C. Organisation technique

Plusieurs textes ont eu pour objet de réglementer et de normaliser le fonctionnement des bibliothèques universitaires. Le premier texte et le plus détaillé est l'instruction générale du 4 mai 1878 concernant le service des bibliothèques universitaires. 51

La circulaire également datée du 4 mai 1878 qui accompagnait cette instruction insistait sur deux exigences : la ‘« nécessité d'assurer à tous les élèves soumis au droit de bibliothèque l'usage permanent de nos collections, et de former, autant que possible, de ces collections un seul et même dépôt »’, ce qui revenait à invoquer simultanément les dispositions de l'arrêté du 18 mars 1855 et celles de la loi de finances du 29 décembre 1873.
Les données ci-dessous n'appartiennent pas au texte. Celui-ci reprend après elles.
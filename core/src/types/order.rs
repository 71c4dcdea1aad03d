// core/src/types/order.rs

use crate::types::address::StarkAddress;
use crate::types::item::{encode_short_string, ItemType, OrderKind};
use alloy_primitives::{B256, U256};
use serde::{Deserialize, Serialize};

/// The single item an offerer gives up.
#[derive(Debug, Clone, PartialEq, Eq, Serialize, Deserialize)]
pub struct OfferItem {
  pub item_type: ItemType,
  pub token: StarkAddress,
  pub identifier_or_criteria: U256,
  pub start_amount: U256,
  pub end_amount: U256,
}

/// An item demanded in return; same shape as [`OfferItem`] plus the
/// recipient the item must be delivered to.
#[derive(Debug, Clone, PartialEq, Eq, Serialize, Deserialize)]
pub struct ConsiderationItem {
  pub item_type: ItemType,
  pub token: StarkAddress,
  pub identifier_or_criteria: U256,
  pub start_amount: U256,
  pub end_amount: U256,
  pub recipient: StarkAddress,
}

/// The signed order payload. Field set mirrors the contract struct; the
/// opaque protocol fields (`zone`, `zone_hash`, `salt`, `conduit_key`) are
/// carried through hashing and submission exactly as given.
#[derive(Debug, Clone, PartialEq, Eq, Serialize, Deserialize)]
pub struct OrderParameters {
  pub offerer: StarkAddress,
  pub zone: StarkAddress,
  pub offer: Vec<OfferItem>,
  pub consideration: Vec<ConsiderationItem>,
  pub order_kind: OrderKind,
  pub start_time: u64,
  pub end_time: u64,
  pub zone_hash: B256,
  pub salt: U256,
  pub conduit_key: B256,
}

impl OrderParameters {
  /// `total_original_consideration_items` as hashed and submitted; always
  /// derived, never stored separately.
  pub fn total_original_consideration_items(&self) -> u64 {
    self.consideration.len() as u64
  }

  /// A fixed-price listing: give up one ERC721, ask `price` of `currency`
  /// paid to the offerer.
  pub fn listing(
    offerer: StarkAddress,
    token: StarkAddress,
    token_id: U256,
    currency: StarkAddress,
    price: U256,
    start_time: u64,
    end_time: u64,
  ) -> Self {
    Self {
      offerer,
      zone: StarkAddress::ZERO,
      offer: vec![OfferItem {
        item_type: ItemType::Erc721,
        token,
        identifier_or_criteria: token_id,
        start_amount: U256::from(1u8),
        end_amount: U256::from(1u8),
      }],
      consideration: vec![ConsiderationItem {
        item_type: ItemType::Erc20,
        token: currency,
        identifier_or_criteria: U256::ZERO,
        start_amount: price,
        end_amount: price,
        recipient: offerer,
      }],
      order_kind: OrderKind::FullOpen,
      start_time,
      end_time,
      zone_hash: B256::ZERO,
      salt: U256::ZERO,
      conduit_key: B256::ZERO,
    }
  }

  /// A bid: give up `amount` of `currency`, demand one specific ERC721.
  pub fn bid(
    offerer: StarkAddress,
    currency: StarkAddress,
    amount: U256,
    token: StarkAddress,
    token_id: U256,
    start_time: u64,
    end_time: u64,
  ) -> Self {
    Self {
      offerer,
      zone: StarkAddress::ZERO,
      offer: vec![OfferItem {
        item_type: ItemType::Erc20,
        token: currency,
        identifier_or_criteria: U256::ZERO,
        start_amount: amount,
        end_amount: amount,
      }],
      consideration: vec![ConsiderationItem {
        item_type: ItemType::Erc721,
        token,
        identifier_or_criteria: token_id,
        start_amount: U256::from(1u8),
        end_amount: U256::from(1u8),
        recipient: offerer,
      }],
      order_kind: OrderKind::FullOpen,
      start_time,
      end_time,
      zone_hash: B256::ZERO,
      salt: U256::ZERO,
      conduit_key: B256::ZERO,
    }
  }
}

/// Derived order status. Never authoritative client-side: reduced from the
/// contract's event log, with terminal states winning over `Active`.
#[derive(Debug, Clone, Copy, PartialEq, Eq, Hash, Serialize, Deserialize)]
pub enum OrderStatus {
  Active,
  Fulfilled,
  Cancelled,
}

impl OrderStatus {
  pub const ALL: [OrderStatus; 3] = [OrderStatus::Active, OrderStatus::Fulfilled, OrderStatus::Cancelled];

  pub fn symbol(&self) -> &'static str {
    match self {
      OrderStatus::Active => "ACTIVE",
      OrderStatus::Fulfilled => "FULFILLED",
      OrderStatus::Cancelled => "CANCELLED",
    }
  }

  pub fn wire(&self) -> U256 {
    encode_short_string(self.symbol())
  }

  pub fn from_wire(value: U256) -> Option<Self> {
    Self::ALL.iter().copied().find(|s| s.wire() == value)
  }

  pub fn is_terminal(&self) -> bool {
    !matches!(self, OrderStatus::Active)
  }
}

/// A fully resolved order as the ledger exposes it.
#[derive(Debug, Clone, PartialEq, Eq, Serialize, Deserialize)]
pub struct Order {
  pub order_hash: B256,
  pub parameters: OrderParameters,
  pub nonce: u64,
  pub status: OrderStatus,
  /// Block at which the `OrderCreated` event was observed; most recent
  /// wins when several listings exist for one token.
  pub block_number: u64,
}

impl Order {
  /// The single offered item. Orders with an empty offer are rejected at
  /// decode time, so this is total for ledger-produced orders.
  pub fn offer(&self) -> &OfferItem {
    &self.parameters.offer[0]
  }

  /// A listing gives up the NFT and asks for currency.
  pub fn is_listing(&self) -> bool {
    self.offer().item_type == ItemType::Erc721
  }

  /// A bid gives up currency and demands a specific NFT.
  pub fn is_bid(&self) -> bool {
    self.offer().item_type == ItemType::Erc20
      && self
        .parameters
        .consideration
        .first()
        .map(|c| c.item_type == ItemType::Erc721)
        .unwrap_or(false)
  }

  /// True when this order's NFT side (offer for listings, consideration
  /// for bids) is the given token.
  pub fn concerns_token(&self, token: StarkAddress, token_id: U256) -> bool {
    if self.is_listing() {
      let o = self.offer();
      o.token == token && o.identifier_or_criteria == token_id
    } else if self.is_bid() {
      let c = &self.parameters.consideration[0];
      c.token == token && c.identifier_or_criteria == token_id
    } else {
      false
    }
  }

  /// The currency amount a bid puts up (undefined for listings).
  pub fn bid_amount(&self) -> U256 {
    self.offer().start_amount
  }

  pub fn is_expired(&self, now: u64) -> bool {
    self.parameters.end_time <= now
  }

  pub fn is_open(&self, now: u64) -> bool {
    self.status == OrderStatus::Active && !self.is_expired(now)
  }
}
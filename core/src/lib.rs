// src/lib.rs

//! Starboard: the client-side order lifecycle engine for a Starknet-style
//! NFT marketplace.
//!
//! Starboard reconstructs and drives Seaport-style exchange orders with no
//! authoritative server behind it:
//!  - Canonical typed-data documents for order registration, fulfillment
//!    and cancellation, hashed bit-exactly to what the verifier contract
//!    recomputes.
//!  - A signing & registration client with an observable per-action state
//!    machine and a hard local-vs-contract hash gate before submission.
//!  - An event-sourced order ledger: the full order set and every status
//!    derived purely from the contract's append-only event log.
//!  - Pure query projections (listings, bids, formatted views) over ledger
//!    snapshots.
//!  - A persisted cart with defensive self-ownership filtering and atomic
//!    multi-order checkout.
//!
//! The chain and the wallet are reached only through the `ChainProvider`
//! and `WalletSigner` traits; wire an RPC/wallet implementation at the
//! boundary and the engine is agnostic to it.

pub mod cart;
pub mod config;
pub mod error;
pub mod exchange;
pub mod ledger;
pub mod provider;
pub mod query;
pub mod shared;
pub mod typed_data;
pub mod types;

// --- Re-exports for the Public API ---

// Core domain types users interact with constantly
pub use crate::types::{
  ConsiderationItem, ItemType, OfferItem, Order, OrderKind, OrderParameters, OrderStatus, StarkAddress,
};

pub use crate::config::MarketConfig;
pub use crate::error::{MarketError, MarketResult};
pub use crate::shared::Shared;

// The seams an embedding application implements
pub use crate::provider::{
  Call, ChainProvider, EmittedEvent, EventFilter, EventPage, ExecutionResult, OrderDetails, RawItem, Signature,
  WalletSigner,
};

// The engine surfaces
pub use crate::cart::{AssetSummary, CartItem, CartPersistence, CartStore, CurrencyTotal};
pub use crate::exchange::{ActionPhase, ActionState, ExchangeClient};
pub use crate::ledger::{LedgerSnapshot, OrderLedger};
pub use crate::typed_data::{Domain, TypedData, TypedValue};
// core/src/typed_data/hash.rs

//! Deterministic hashing of typed-data documents.
//!
//! The scheme is the domain-separated struct-hash construction the verifier
//! contract re-runs: each struct type hashes as
//! `keccak256(type_hash ‖ encoded fields)`, arrays as the keccak of their
//! members' struct hashes concatenated, and the final signing hash as
//! `keccak256(0x19 0x01 ‖ domain_separator ‖ message_hash)`. Every scalar
//! encodes as one 32-byte big-endian word. Any deviation in field order or
//! type naming changes the hash, which is exactly the property the signing
//! client's cross-check against the contract relies on.

use crate::error::{MarketError, MarketResult};
use crate::typed_data::{short_string_word, TypeDef, TypedData, TypedValue};
use alloy_primitives::{keccak256, B256, U256};

fn find_type<'a>(name: &str, types: &'a [TypeDef]) -> MarketResult<&'a TypeDef> {
  types
    .iter()
    .find(|def| def.name == name)
    .ok_or_else(|| MarketError::Internal(format!("typed data references undeclared type '{}'", name)))
}

fn base_type(ty: &str) -> &str {
  ty.strip_suffix("[]").unwrap_or(ty)
}

fn is_struct_type(ty: &str, types: &[TypeDef]) -> bool {
  types.iter().any(|def| def.name == base_type(ty))
}

/// The canonical type encoding: the primary declaration followed by every
/// transitively referenced struct, sorted by name.
pub fn encode_type(primary: &str, types: &[TypeDef]) -> MarketResult<String> {
  fn declaration(def: &TypeDef) -> String {
    let fields: Vec<String> = def.fields.iter().map(|f| format!("{} {}", f.ty, f.name)).collect();
    format!("{}({})", def.name, fields.join(","))
  }

  fn collect_refs(name: &str, types: &[TypeDef], seen: &mut Vec<String>) -> MarketResult<()> {
    let def = find_type(name, types)?;
    for field in &def.fields {
      let base = base_type(field.ty);
      if is_struct_type(base, types) && !seen.iter().any(|s| s == base) && base != name {
        seen.push(base.to_string());
        collect_refs(base, types, seen)?;
      }
    }
    Ok(())
  }

  let primary_def = find_type(primary, types)?;
  let mut referenced = Vec::new();
  collect_refs(primary, types, &mut referenced)?;
  referenced.sort();

  let mut encoded = declaration(primary_def);
  for name in referenced {
    encoded.push_str(&declaration(find_type(&name, types)?));
  }
  Ok(encoded)
}

pub fn type_hash(primary: &str, types: &[TypeDef]) -> MarketResult<B256> {
  Ok(keccak256(encode_type(primary, types)?.as_bytes()))
}

fn encode_scalar(declared: &str, value: &TypedValue) -> MarketResult<[u8; 32]> {
  match (declared, value) {
    ("ContractAddress", TypedValue::Address(a)) => Ok(a.as_b256().0),
    ("felt", TypedValue::Felt(h)) => Ok(h.0),
    ("felt", TypedValue::U128(v)) => Ok(U256::from(*v).to_be_bytes::<32>()),
    ("felt", TypedValue::U256(v)) => Ok(v.to_be_bytes::<32>()),
    ("u128", TypedValue::U128(v)) => Ok(U256::from(*v).to_be_bytes::<32>()),
    ("u256", TypedValue::U256(v)) => Ok(v.to_be_bytes::<32>()),
    ("shortstring", TypedValue::ShortString(s)) => Ok(short_string_word(s)),
    (declared, other) => Err(MarketError::Internal(format!(
      "typed data field declared '{}' holds incompatible value {:?}",
      declared, other
    ))),
  }
}

fn encode_value(declared: &str, value: &TypedValue, types: &[TypeDef]) -> MarketResult<[u8; 32]> {
  if let Some(elem_ty) = declared.strip_suffix("[]") {
    let TypedValue::Array(items) = value else {
      return Err(MarketError::Internal(format!(
        "typed data field declared '{}' holds non-array value",
        declared
      )));
    };
    let mut buf = Vec::with_capacity(items.len() * 32);
    for item in items {
      buf.extend_from_slice(&encode_value(elem_ty, item, types)?);
    }
    return Ok(keccak256(&buf).0);
  }
  if is_struct_type(declared, types) {
    let TypedValue::Struct(_, _) = value else {
      return Err(MarketError::Internal(format!(
        "typed data field declared '{}' holds non-struct value",
        declared
      )));
    };
    return Ok(hash_struct(value, types)?.0);
  }
  encode_scalar(declared, value)
}

/// `keccak256(type_hash ‖ encoded fields)`, recursing into sub-structs and
/// arrays. Fields hash in declaration order; the value tree must carry them
/// in the same order (the builders guarantee this).
pub fn hash_struct(value: &TypedValue, types: &[TypeDef]) -> MarketResult<B256> {
  let TypedValue::Struct(type_name, fields) = value else {
    return Err(MarketError::Internal("hash_struct called on non-struct value".to_string()));
  };
  let def = find_type(type_name, types)?;
  if def.fields.len() != fields.len() {
    return Err(MarketError::Internal(format!(
      "typed data struct '{}' has {} fields, declaration has {}",
      type_name,
      fields.len(),
      def.fields.len()
    )));
  }

  let mut buf = Vec::with_capacity((fields.len() + 1) * 32);
  buf.extend_from_slice(&type_hash(type_name, types)?.0);
  for (decl, (field_name, field_value)) in def.fields.iter().zip(fields) {
    if decl.name != *field_name {
      return Err(MarketError::Internal(format!(
        "typed data struct '{}' field order mismatch: declared '{}', got '{}'",
        type_name, decl.name, field_name
      )));
    }
    buf.extend_from_slice(&encode_value(decl.ty, field_value, types)?);
  }
  Ok(keccak256(&buf))
}

/// The domain separator for this document's domain.
pub fn domain_separator(typed: &TypedData) -> MarketResult<B256> {
  hash_struct(&typed.domain.to_value(), &typed.types)
}

/// The struct hash of the message alone. This is what the contract's
/// `get_order_hash` returns and what the signing client compares against.
pub fn message_hash(typed: &TypedData) -> MarketResult<B256> {
  hash_struct(&typed.message, &typed.types)
}

/// The digest the wallet actually signs.
pub fn signing_hash(typed: &TypedData) -> MarketResult<B256> {
  let mut buf = Vec::with_capacity(2 + 64);
  buf.extend_from_slice(&[0x19, 0x01]);
  buf.extend_from_slice(&domain_separator(typed)?.0);
  buf.extend_from_slice(&message_hash(typed)?.0);
  Ok(keccak256(&buf))
}
// core/src/types/item.rs

//! The closed item-type and order-kind enums and their wire codec.
//!
//! On the wire both enums travel as Cairo short strings: the ASCII symbol
//! packed big-endian into one field element. This module is the single
//! bidirectional mapping table; encoding happens only at submission time
//! (exchange::calldata) and decoding only at detail-read time (ledger),
//! but both directions live here so they cannot drift apart.

use alloy_primitives::U256;
use serde::{Deserialize, Serialize};

/// Packs an ASCII string of at most 31 bytes into a field element.
pub fn encode_short_string(s: &str) -> U256 {
  debug_assert!(s.len() <= 31, "short string too long: {}", s);
  debug_assert!(s.is_ascii(), "short string must be ASCII: {}", s);
  U256::from_be_slice(s.as_bytes())
}

/// Inverse of [`encode_short_string`]. Returns `None` for values that do not
/// decode to printable ASCII (e.g. arbitrary felts read off the wire).
pub fn decode_short_string(value: U256) -> Option<String> {
  let bytes = value.to_be_bytes::<32>();
  let start = bytes.iter().position(|b| *b != 0).unwrap_or(32);
  let tail = &bytes[start..];
  if tail.iter().any(|b| !b.is_ascii_graphic() && *b != b' ') {
    return None;
  }
  Some(String::from_utf8(tail.to_vec()).expect("ascii checked above"))
}

/// What an offer or consideration item is denominated in.
#[derive(Debug, Clone, Copy, PartialEq, Eq, Hash, Serialize, Deserialize)]
pub enum ItemType {
  Native,
  Erc20,
  Erc721,
  Erc1155,
  Erc721WithCriteria,
  Erc1155WithCriteria,
}

impl ItemType {
  pub const ALL: [ItemType; 6] = [
    ItemType::Native,
    ItemType::Erc20,
    ItemType::Erc721,
    ItemType::Erc1155,
    ItemType::Erc721WithCriteria,
    ItemType::Erc1155WithCriteria,
  ];

  pub fn symbol(&self) -> &'static str {
    match self {
      ItemType::Native => "NATIVE",
      ItemType::Erc20 => "ERC20",
      ItemType::Erc721 => "ERC721",
      ItemType::Erc1155 => "ERC1155",
      ItemType::Erc721WithCriteria => "ERC721_WITH_CRITERIA",
      ItemType::Erc1155WithCriteria => "ERC1155_WITH_CRITERIA",
    }
  }

  pub fn wire(&self) -> U256 {
    encode_short_string(self.symbol())
  }

  pub fn from_wire(value: U256) -> Option<Self> {
    Self::ALL.iter().copied().find(|it| it.wire() == value)
  }
}

/// Fill semantics of an order: open vs restricted, full vs partial.
#[derive(Debug, Clone, Copy, PartialEq, Eq, Hash, Serialize, Deserialize)]
pub enum OrderKind {
  FullOpen,
  PartialOpen,
  FullRestricted,
  PartialRestricted,
}

impl OrderKind {
  pub const ALL: [OrderKind; 4] = [
    OrderKind::FullOpen,
    OrderKind::PartialOpen,
    OrderKind::FullRestricted,
    OrderKind::PartialRestricted,
  ];

  pub fn symbol(&self) -> &'static str {
    match self {
      OrderKind::FullOpen => "FULL_OPEN",
      OrderKind::PartialOpen => "PARTIAL_OPEN",
      OrderKind::FullRestricted => "FULL_RESTRICTED",
      OrderKind::PartialRestricted => "PARTIAL_RESTRICTED",
    }
  }

  pub fn wire(&self) -> U256 {
    encode_short_string(self.symbol())
  }

  pub fn from_wire(value: U256) -> Option<Self> {
    Self::ALL.iter().copied().find(|k| k.wire() == value)
  }
}
// demos/market_console/src/services/wallet_mock.rs

//! A console-demo wallet: signs everything it is asked to and applies
//! executed calls straight onto the mock chain. A real integration would
//! forward both to a wallet extension / account contract instead.

use crate::services::chain_mock::MockChain;
use alloy_primitives::{keccak256, B256, U256};
use async_trait::async_trait;
use starboard::typed_data;
use starboard::{Call, MarketResult, Signature, StarkAddress, TypedData, WalletSigner};
use std::sync::atomic::{AtomicU64, Ordering};
use std::sync::Arc;
use tracing::info;

pub struct MockWallet {
  address: StarkAddress,
  chain: Arc<MockChain>,
  tx_counter: AtomicU64,
}

impl MockWallet {
  pub fn new(address: StarkAddress, chain: Arc<MockChain>) -> Self {
    Self {
      address,
      chain,
      tx_counter: AtomicU64::new(0),
    }
  }
}

#[async_trait]
impl WalletSigner for MockWallet {
  fn address(&self) -> StarkAddress {
    self.address
  }

  async fn sign_typed_data(&self, typed: &TypedData) -> MarketResult<Signature> {
    let digest = typed_data::signing_hash(typed)?;
    info!(account = %self.address, %digest, "signature approved");
    Ok(Signature {
      r: U256::from_be_bytes(digest.0),
      s: self.address.to_u256(),
    })
  }

  async fn execute(&self, calls: &[Call]) -> MarketResult<B256> {
    for call in calls {
      self.chain.apply_call(call)?;
    }
    let n = self.tx_counter.fetch_add(1, Ordering::SeqCst);
    let mut preimage = self.address.as_b256().to_vec();
    preimage.extend_from_slice(&n.to_be_bytes());
    let tx_hash = keccak256(&preimage);
    info!(account = %self.address, %tx_hash, calls = calls.len(), "transaction executed");
    Ok(tx_hash)
  }
}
‘« L'arrêté et la circulaire de 1855 avaient déjà prescrit la création des bibliothèques académiques ; mais l'insuffisance des locaux ne permit alors de réaliser cette mesure que dans un certain nombre de ressorts. Il importe, aujourd'hui, de l'étendre à toutes les villes où de nouvelles constructions doivent nous permettre de disposer, en faveur des facultés rassemblées dans un même édifice, de salles plus vastes et mieux appropriées à nos besoins. Le système des bibliothèques distinctes est onéreux pour l'Etat, puisqu'il nous conduit à acquérir en double et triple exemplaire des ouvrages coûteux et à multiplier sans motif le personnel des bibliothécaires. Il présente, en outre, le grave inconvénient d'accuser une séparation inacceptable entre des établissements qui ne doivent avoir entre eux qu'un même intérêt et un même esprit. » 52

Ce paragraphe établissait encore un lien entre la réunion matérielle des facultés dans un même bâtiment et le regroupement de leurs bibliothèques sous une même autorité. Ce lien, comme nous l'avons vu, ne devait plus être invoqué en 1879. On remarque aussi que parmi les motivations de la réunion des bibliothèques, l'argument des coûts d'acquisition et de personnel était passé au premier plan. Il s'y ajoutait l'énoncé d'un principe, celui de l'unité nécessaire entre les facultés. En revanche, l'argument de l'utilité de cette réunion pour les professeurs et les étudiants n'était plus mis en avant.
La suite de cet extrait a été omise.